Bob Sousa – A encenação recusa se contentar apenas com a denúncia da violência, buscando também afirmar a alegria como ato revolucionário. Quais caminhos artísticos você encontrou para que essa alegria não fosse ingênua, mas politicamente contundente?

Ronaldo Serruya – O processo de construção do Chechênia foi longo, e feito por meio de várias pequenas aberturas. Na primeira delas, no MIX Brasil, tinha apenas a parte ficcional, que é extremamente violenta, eu acreditava ainda que era importante escancarar essa violência nos mínimos detalhes. Mas isso caducou em mim, acho que entendi que o único caminho possível, então, era recusar essa ficção. E não é uma recusa ingênua, porque ela não finge que a violência não mais existe, ela apenas recusa que ela nos defina em si mesma. É importante afirmar o teatro como o lugar onde é possível especular outras possibilidades de mundo. A Ursula K. Le Guin, que eu uso na dramaturgia, fala que existem dois tipos de estórias: a que dizemos o que aconteceu (essa é a história da violência que atravessa corpos LGBTQIA+) e aquelas em que contamos o que não aconteceu ( essa é afirmação da alegria como ato revolucionário). Se contarmos cada vez mais essas estórias, elas passarão a ser reais para além do espaço da cena, tenho essa convicção.

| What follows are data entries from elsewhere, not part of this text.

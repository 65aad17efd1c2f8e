//! Transport layer for the broker session
//!
//! This module provides the transport abstraction the session state machine
//! drives, the callback surface a transport drives in return, and the rumqttc
//! based MQTT implementation.

use crate::error::SessionResult;
use crate::session::{ActionListener, ActionResult, DeliveryTracker};
use bytes::Bytes;
use chrono::{DateTime, Utc};
use std::sync::Arc;
use std::time::Duration;

pub mod mqtt;

pub use rumqttc::v5::mqttbytes::QoS;

/// Transport trait for broker communication
///
/// Operations only *issue* requests. Their outcomes arrive later through
/// [`ConnectionEvents`] (connect) or an [`ActionListener`]
/// (subscribe, publish). An `Err` means the request could not be issued at all.
#[async_trait::async_trait]
pub trait Transport: Send + Sync + 'static {
    type Error: std::error::Error + Send + Sync + 'static;

    /// Client identifier, used for diagnostics only
    fn client_id(&self) -> &str;

    /// Issue a connect request
    async fn connect(&self, options: &ConnectOptions) -> Result<(), Self::Error>;

    /// Issue a subscribe request for a single topic filter; `listener` observes the outcome
    async fn subscribe(
        &self,
        topic: &str,
        qos: QoS,
        listener: Arc<dyn ActionListener>,
    ) -> Result<(), Self::Error>;

    /// Hand a message to the broker, returning a handle for the in-flight delivery
    async fn publish(&self, message: Message) -> Result<DeliveryToken, Self::Error>;

    /// Check if the link to the broker is currently up
    fn is_connected(&self) -> bool;

    /// Close the link and release the transport; further requests fail
    async fn shutdown(&self) -> Result<(), Self::Error>;
}

/// Connection lifecycle callbacks a transport invokes on the session.
///
/// Hooks are called from the transport's background context.
#[async_trait::async_trait]
pub trait ConnectionEvents: Send + Sync + 'static {
    /// The (re)connection is established and the broker acknowledged it
    async fn connected(&self, cause: &str);

    /// An established connection dropped
    fn connection_lost(&self, cause: Option<&str>);

    /// A connect attempt completed with failure
    fn on_failure(&self, result: &ActionResult) -> SessionResult<()>;

    /// A connect attempt completed with success
    fn on_success(&self, result: &ActionResult);

    /// A publish completed outside the publish-call return path
    fn delivery_complete(&self, token: Option<&DeliveryToken>);
}

/// Options applied to each connect request
#[derive(Debug, Clone, PartialEq)]
pub struct ConnectOptions {
    pub keep_alive: Duration,
    /// Start from a clean broker session; subscriptions are re-issued by the session
    pub clean_start: bool,
    /// How long to wait for the broker's acknowledgement
    pub connect_timeout: Duration,
}

impl Default for ConnectOptions {
    fn default() -> Self {
        Self {
            keep_alive: Duration::from_secs(60),
            clean_start: true,
            connect_timeout: Duration::from_secs(10),
        }
    }
}

/// Outbound message: topic plus opaque payload bytes
#[derive(Debug, Clone, PartialEq)]
pub struct Message {
    pub topic: String,
    pub payload: Bytes,
    pub qos: QoS,
    pub retain: bool,
}

impl Message {
    pub fn new(topic: impl Into<String>, payload: impl Into<Bytes>, qos: QoS) -> Self {
        Self {
            topic: topic.into(),
            payload: payload.into(),
            qos,
            retain: false,
        }
    }
}

/// Handle for one in-flight publish
#[derive(Debug, Clone)]
pub struct DeliveryToken {
    topic: String,
    tracker: Arc<DeliveryTracker>,
}

impl DeliveryToken {
    pub fn new(topic: impl Into<String>, tracker: Arc<DeliveryTracker>) -> Self {
        Self {
            topic: topic.into(),
            tracker,
        }
    }

    pub fn topic(&self) -> &str {
        &self.topic
    }

    /// Broker packet id, 0 until known (and for QoS 0)
    pub fn message_id(&self) -> u16 {
        self.tracker.message_id()
    }

    pub fn is_done(&self) -> bool {
        self.tracker.is_done()
    }

    pub fn tracker(&self) -> &Arc<DeliveryTracker> {
        &self.tracker
    }

    /// Poll until the delivery reaches a terminal state or `timeout` elapses.
    /// Returns whether the delivery completed.
    pub async fn wait(&self, timeout: Duration) -> bool {
        let poll = async {
            while !self.is_done() {
                tokio::time::sleep(Duration::from_millis(10)).await;
            }
        };
        tokio::time::timeout(timeout, poll).await.is_ok()
    }
}

/// Message received on one of the subscribed topics
#[derive(Debug, Clone, PartialEq)]
pub struct InboundMessage {
    pub topic: String,
    pub payload: Bytes,
    pub retain: bool,
    pub received_at: DateTime<Utc>,
}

Bob Sousa – O espetáculo cria uma clínica de reabilitação fictícia, inspirada na ideia da “cura gay”. Que reações ou reflexões você espera provocar no público ao confrontá-lo com essa distopia tão próxima da nossa realidade?

Ronaldo Serruya – Acho que imaginar as prisões chechenas como uma clínica de “cura gay” faz parte desse movimento de fricção com o Brasil. Quando comecei a escrever a dramaturgia, essa discussão estava posta aqui, e continua posta. A gente vê cada vez mais o avanço da religião como instrumento político, estabelecendo uma relação fundamentalista com o país. Isso se reflete num Congresso cada vez mais conservador pautando retrocessos para a comunidade. Queria fazer as pessoas refletirem sobre isso. Uma distopia é sempre uma lente de aumento sobre a realidade. Ela só distorce e leva ao limite aquilo que já está aí.